[WHAT YOU SHOULD DO]
Check every line of the records below for the string "AtomicBool" and copy the ones that have it.
* * *
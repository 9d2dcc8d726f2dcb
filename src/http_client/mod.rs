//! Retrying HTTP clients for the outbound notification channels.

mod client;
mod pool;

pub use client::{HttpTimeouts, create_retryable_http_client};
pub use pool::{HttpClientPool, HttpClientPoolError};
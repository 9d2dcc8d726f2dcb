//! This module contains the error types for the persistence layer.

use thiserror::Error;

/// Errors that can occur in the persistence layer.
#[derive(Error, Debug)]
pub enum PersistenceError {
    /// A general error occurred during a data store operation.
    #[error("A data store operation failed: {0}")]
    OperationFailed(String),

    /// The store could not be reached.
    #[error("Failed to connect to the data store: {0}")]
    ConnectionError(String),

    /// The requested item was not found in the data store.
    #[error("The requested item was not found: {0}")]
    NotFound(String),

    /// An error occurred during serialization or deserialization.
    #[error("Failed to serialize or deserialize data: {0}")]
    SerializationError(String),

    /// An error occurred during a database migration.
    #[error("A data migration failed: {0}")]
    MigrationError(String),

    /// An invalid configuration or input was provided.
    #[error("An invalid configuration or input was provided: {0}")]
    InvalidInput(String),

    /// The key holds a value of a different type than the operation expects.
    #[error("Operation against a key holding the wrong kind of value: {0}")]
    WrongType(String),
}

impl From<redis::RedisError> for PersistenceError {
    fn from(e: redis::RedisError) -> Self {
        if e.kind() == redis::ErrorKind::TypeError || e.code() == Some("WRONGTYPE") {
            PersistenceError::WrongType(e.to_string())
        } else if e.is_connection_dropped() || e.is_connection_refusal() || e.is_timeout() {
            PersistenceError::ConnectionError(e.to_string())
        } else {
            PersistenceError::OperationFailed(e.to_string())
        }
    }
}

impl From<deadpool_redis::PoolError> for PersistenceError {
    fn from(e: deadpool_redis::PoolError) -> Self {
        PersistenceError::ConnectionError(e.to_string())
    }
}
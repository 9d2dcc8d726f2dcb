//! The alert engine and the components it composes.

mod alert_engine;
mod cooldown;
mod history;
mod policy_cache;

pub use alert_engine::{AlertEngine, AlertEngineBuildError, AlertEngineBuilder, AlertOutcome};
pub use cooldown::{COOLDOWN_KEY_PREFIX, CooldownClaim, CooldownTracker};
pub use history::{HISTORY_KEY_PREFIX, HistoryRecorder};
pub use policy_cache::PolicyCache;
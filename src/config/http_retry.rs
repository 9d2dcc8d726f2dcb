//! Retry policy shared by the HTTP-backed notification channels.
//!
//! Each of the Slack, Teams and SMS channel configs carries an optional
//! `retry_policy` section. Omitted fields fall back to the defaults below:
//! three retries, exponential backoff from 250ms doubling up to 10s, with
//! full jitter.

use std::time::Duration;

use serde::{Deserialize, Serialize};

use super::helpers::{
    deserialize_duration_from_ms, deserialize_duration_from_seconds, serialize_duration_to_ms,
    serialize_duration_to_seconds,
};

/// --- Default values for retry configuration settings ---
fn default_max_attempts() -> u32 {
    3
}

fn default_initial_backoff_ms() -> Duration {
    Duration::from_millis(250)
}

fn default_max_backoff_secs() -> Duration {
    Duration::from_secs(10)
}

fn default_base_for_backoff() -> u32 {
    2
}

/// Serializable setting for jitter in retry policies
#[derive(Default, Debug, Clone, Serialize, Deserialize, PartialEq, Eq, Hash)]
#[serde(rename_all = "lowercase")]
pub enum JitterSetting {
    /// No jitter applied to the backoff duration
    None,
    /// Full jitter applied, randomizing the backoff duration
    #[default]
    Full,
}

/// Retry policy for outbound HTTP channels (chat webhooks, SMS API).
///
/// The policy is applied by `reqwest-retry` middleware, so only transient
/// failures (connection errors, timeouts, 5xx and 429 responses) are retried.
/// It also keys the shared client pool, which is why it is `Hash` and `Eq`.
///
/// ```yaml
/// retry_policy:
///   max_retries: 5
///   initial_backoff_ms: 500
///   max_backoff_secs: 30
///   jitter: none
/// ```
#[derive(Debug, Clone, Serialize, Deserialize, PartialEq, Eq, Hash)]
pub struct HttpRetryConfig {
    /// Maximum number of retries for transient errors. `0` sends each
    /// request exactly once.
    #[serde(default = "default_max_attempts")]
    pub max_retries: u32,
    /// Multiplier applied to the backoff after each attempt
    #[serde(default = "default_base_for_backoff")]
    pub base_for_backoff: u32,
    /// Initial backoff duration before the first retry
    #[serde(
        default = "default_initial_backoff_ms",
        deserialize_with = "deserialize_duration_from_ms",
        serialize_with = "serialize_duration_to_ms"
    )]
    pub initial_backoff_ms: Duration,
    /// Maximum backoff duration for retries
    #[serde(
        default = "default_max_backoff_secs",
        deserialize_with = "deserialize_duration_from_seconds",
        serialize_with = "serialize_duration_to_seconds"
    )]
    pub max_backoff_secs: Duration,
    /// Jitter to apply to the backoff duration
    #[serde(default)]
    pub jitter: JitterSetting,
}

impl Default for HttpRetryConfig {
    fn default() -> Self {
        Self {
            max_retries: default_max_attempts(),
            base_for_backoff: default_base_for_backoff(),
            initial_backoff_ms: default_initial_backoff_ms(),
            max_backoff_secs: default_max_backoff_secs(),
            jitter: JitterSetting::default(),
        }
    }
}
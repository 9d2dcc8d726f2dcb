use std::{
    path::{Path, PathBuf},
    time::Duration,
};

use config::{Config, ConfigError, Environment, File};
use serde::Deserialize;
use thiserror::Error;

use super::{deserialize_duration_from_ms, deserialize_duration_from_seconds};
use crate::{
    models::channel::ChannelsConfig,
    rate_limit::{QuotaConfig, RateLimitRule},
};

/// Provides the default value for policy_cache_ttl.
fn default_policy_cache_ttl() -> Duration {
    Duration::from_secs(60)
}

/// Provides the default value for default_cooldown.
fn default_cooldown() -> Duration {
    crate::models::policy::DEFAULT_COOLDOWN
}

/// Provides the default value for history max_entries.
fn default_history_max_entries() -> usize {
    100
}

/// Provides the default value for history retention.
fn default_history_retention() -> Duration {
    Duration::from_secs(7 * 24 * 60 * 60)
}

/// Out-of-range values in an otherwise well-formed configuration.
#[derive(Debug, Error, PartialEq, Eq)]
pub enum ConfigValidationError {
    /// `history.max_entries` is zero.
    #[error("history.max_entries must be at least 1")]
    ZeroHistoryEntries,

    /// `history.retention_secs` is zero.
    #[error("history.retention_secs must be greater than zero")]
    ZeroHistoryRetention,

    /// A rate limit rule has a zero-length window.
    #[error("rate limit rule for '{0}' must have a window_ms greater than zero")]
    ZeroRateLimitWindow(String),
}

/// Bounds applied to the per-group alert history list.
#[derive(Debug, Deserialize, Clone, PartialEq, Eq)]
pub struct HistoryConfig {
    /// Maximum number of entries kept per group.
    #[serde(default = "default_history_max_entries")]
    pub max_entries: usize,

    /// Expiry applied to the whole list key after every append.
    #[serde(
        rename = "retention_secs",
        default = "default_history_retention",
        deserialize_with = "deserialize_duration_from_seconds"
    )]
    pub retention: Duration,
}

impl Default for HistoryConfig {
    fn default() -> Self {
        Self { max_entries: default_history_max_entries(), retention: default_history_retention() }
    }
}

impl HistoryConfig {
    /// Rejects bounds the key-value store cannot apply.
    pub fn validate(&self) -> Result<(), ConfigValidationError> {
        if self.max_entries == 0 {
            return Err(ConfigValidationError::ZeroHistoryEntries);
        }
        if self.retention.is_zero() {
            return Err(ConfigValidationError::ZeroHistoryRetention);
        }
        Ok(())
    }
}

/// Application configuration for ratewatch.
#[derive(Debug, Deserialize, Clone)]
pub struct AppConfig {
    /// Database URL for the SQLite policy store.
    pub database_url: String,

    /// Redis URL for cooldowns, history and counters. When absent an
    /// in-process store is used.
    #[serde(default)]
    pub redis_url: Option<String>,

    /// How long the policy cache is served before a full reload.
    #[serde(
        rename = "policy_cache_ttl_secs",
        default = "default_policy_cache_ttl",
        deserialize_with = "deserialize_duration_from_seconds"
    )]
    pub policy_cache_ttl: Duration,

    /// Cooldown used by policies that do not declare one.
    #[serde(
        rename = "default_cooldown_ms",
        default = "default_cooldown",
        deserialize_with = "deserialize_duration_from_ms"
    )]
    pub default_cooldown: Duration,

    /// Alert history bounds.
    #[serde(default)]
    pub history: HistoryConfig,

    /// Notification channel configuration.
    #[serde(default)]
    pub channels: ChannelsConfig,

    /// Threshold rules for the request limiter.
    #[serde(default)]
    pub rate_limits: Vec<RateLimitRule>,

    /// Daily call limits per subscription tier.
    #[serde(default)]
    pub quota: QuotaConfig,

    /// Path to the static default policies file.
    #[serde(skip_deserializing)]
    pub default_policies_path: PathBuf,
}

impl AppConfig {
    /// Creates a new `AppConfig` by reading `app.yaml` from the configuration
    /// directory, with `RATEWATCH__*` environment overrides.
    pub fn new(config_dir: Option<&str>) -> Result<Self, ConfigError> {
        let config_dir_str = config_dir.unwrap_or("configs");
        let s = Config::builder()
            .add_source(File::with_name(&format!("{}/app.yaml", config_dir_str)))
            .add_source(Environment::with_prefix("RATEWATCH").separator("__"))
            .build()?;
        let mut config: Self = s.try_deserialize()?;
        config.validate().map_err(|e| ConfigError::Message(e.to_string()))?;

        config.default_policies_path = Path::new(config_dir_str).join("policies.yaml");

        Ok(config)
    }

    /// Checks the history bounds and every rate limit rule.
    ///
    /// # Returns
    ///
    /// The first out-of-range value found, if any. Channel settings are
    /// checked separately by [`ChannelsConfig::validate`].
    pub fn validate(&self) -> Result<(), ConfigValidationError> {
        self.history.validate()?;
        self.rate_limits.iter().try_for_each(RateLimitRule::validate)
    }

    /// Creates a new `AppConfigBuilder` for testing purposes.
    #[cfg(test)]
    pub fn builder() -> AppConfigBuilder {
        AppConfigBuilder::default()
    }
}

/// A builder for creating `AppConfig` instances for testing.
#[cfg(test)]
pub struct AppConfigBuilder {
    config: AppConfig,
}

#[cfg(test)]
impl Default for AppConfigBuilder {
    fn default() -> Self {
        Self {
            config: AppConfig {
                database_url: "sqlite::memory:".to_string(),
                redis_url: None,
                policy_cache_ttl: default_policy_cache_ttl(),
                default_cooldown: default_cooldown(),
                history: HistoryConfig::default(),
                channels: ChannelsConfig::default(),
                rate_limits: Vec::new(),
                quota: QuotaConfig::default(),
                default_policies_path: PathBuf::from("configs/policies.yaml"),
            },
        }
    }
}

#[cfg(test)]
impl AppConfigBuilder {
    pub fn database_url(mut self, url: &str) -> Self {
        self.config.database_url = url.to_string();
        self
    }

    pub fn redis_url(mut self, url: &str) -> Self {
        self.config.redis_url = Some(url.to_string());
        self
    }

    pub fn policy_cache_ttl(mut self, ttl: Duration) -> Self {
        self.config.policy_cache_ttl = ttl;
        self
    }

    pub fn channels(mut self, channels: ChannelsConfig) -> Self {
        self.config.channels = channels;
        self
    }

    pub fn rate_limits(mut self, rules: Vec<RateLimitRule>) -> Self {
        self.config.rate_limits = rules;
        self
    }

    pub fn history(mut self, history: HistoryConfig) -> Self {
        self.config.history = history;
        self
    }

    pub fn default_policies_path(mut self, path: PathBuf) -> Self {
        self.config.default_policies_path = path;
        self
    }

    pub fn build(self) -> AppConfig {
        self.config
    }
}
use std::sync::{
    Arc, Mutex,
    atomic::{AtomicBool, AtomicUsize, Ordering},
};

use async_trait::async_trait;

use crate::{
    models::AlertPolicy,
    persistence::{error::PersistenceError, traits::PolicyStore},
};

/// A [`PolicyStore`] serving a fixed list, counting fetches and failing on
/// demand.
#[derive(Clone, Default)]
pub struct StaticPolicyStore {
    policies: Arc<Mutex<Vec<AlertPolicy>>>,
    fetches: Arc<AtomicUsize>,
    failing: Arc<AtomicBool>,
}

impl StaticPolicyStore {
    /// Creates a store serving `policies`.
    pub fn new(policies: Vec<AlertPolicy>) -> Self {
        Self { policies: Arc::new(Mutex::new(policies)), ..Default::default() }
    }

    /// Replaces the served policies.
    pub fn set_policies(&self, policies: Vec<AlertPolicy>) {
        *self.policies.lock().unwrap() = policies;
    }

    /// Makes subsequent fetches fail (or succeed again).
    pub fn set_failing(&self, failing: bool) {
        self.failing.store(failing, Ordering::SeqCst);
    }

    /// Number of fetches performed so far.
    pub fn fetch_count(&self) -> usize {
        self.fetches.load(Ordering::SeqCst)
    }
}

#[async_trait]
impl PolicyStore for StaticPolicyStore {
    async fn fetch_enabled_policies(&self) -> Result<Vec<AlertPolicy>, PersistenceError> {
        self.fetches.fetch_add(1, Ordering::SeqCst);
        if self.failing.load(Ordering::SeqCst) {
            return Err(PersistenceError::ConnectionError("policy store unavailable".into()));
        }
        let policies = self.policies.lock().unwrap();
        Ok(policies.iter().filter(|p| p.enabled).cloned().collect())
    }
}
* * *
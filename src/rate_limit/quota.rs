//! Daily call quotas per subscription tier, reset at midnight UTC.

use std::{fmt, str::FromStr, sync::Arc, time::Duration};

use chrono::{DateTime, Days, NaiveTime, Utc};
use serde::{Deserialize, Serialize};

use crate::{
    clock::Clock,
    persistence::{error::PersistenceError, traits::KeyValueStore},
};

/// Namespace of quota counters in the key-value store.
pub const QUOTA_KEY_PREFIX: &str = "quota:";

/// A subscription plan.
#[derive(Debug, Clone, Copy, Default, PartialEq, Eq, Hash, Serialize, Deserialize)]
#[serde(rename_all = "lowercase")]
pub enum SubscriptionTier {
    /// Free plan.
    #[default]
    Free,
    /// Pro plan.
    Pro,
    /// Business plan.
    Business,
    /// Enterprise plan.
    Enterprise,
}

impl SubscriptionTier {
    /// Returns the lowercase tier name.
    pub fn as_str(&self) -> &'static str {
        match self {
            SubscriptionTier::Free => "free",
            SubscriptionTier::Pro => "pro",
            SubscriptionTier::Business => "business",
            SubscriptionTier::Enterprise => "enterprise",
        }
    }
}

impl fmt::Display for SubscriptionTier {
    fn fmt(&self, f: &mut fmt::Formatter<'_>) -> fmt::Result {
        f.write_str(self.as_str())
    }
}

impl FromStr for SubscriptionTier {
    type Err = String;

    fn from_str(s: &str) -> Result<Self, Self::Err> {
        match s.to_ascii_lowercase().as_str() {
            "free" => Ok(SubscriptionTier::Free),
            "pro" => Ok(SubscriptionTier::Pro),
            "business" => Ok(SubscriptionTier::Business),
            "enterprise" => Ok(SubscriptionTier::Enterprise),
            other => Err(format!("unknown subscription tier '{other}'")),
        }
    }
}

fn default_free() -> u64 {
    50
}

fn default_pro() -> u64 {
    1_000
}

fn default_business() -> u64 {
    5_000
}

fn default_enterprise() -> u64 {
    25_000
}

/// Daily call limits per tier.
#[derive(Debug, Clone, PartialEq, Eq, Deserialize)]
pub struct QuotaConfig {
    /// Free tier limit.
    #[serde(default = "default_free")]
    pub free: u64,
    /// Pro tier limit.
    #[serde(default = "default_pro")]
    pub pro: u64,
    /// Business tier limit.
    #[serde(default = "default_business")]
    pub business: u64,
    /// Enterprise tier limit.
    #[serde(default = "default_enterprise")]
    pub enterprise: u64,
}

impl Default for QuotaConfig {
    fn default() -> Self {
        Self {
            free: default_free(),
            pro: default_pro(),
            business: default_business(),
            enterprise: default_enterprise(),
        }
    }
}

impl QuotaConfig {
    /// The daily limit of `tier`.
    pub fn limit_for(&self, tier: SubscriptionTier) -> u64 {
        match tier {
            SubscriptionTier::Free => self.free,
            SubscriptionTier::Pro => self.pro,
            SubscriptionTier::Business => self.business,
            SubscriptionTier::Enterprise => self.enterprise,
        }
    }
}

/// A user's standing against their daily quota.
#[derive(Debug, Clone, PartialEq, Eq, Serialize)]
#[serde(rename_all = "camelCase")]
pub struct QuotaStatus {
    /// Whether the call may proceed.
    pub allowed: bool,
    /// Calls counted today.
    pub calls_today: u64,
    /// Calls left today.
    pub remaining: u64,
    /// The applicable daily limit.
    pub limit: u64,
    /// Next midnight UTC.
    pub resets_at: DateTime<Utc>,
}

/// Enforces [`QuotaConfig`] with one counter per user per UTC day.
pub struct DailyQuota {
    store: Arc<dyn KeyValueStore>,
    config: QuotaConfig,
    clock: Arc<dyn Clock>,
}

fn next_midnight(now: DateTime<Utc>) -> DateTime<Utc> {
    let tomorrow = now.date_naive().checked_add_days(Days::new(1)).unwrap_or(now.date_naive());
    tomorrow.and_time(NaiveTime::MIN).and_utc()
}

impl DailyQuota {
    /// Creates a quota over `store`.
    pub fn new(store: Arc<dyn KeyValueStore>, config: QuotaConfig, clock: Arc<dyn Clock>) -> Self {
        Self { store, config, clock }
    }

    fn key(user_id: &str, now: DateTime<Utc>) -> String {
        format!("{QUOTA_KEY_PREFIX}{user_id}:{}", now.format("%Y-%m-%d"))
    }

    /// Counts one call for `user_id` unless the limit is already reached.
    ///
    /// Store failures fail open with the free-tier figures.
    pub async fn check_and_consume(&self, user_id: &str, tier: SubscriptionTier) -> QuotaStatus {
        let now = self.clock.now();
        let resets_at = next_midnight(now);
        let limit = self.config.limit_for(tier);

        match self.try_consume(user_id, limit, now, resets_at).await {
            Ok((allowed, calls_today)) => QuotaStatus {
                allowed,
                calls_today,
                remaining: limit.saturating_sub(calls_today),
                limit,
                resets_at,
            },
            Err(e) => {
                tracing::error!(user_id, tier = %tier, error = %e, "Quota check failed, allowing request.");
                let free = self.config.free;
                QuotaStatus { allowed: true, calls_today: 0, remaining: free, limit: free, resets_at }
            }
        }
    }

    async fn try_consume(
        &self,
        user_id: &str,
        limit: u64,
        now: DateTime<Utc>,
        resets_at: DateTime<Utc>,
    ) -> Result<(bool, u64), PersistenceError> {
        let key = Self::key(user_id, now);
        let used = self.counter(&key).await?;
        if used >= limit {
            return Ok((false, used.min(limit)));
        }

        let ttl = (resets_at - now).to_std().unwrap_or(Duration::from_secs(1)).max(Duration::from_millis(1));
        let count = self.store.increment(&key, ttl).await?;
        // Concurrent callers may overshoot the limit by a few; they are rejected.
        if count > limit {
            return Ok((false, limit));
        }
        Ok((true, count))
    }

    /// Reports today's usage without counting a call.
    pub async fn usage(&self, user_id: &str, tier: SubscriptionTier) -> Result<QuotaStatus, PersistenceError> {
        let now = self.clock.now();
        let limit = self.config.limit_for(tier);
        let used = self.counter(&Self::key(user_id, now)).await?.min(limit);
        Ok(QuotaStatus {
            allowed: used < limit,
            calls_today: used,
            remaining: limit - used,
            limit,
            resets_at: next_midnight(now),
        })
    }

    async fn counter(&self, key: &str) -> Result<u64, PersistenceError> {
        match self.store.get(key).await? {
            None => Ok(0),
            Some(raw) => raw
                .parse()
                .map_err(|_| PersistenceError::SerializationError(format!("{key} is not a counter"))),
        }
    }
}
* * *
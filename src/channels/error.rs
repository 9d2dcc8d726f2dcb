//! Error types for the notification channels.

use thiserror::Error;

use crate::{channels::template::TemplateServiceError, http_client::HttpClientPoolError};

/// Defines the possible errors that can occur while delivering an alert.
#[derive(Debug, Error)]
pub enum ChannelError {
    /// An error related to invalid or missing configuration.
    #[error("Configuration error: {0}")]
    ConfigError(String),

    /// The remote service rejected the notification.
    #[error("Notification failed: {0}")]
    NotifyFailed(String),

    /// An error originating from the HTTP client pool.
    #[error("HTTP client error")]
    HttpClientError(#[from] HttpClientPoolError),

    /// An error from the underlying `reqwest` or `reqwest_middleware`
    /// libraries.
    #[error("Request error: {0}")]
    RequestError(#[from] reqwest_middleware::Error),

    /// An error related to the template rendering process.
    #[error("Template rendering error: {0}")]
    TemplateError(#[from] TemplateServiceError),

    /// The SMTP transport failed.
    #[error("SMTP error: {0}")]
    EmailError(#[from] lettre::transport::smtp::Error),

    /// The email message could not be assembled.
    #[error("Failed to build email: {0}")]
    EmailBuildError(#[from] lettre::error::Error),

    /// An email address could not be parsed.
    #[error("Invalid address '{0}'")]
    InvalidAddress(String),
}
* * *
[WRITTEN ANSWER]
    atomic::{AtomicBool, AtomicUsize, Ordering},
    failing: Arc<AtomicBool>,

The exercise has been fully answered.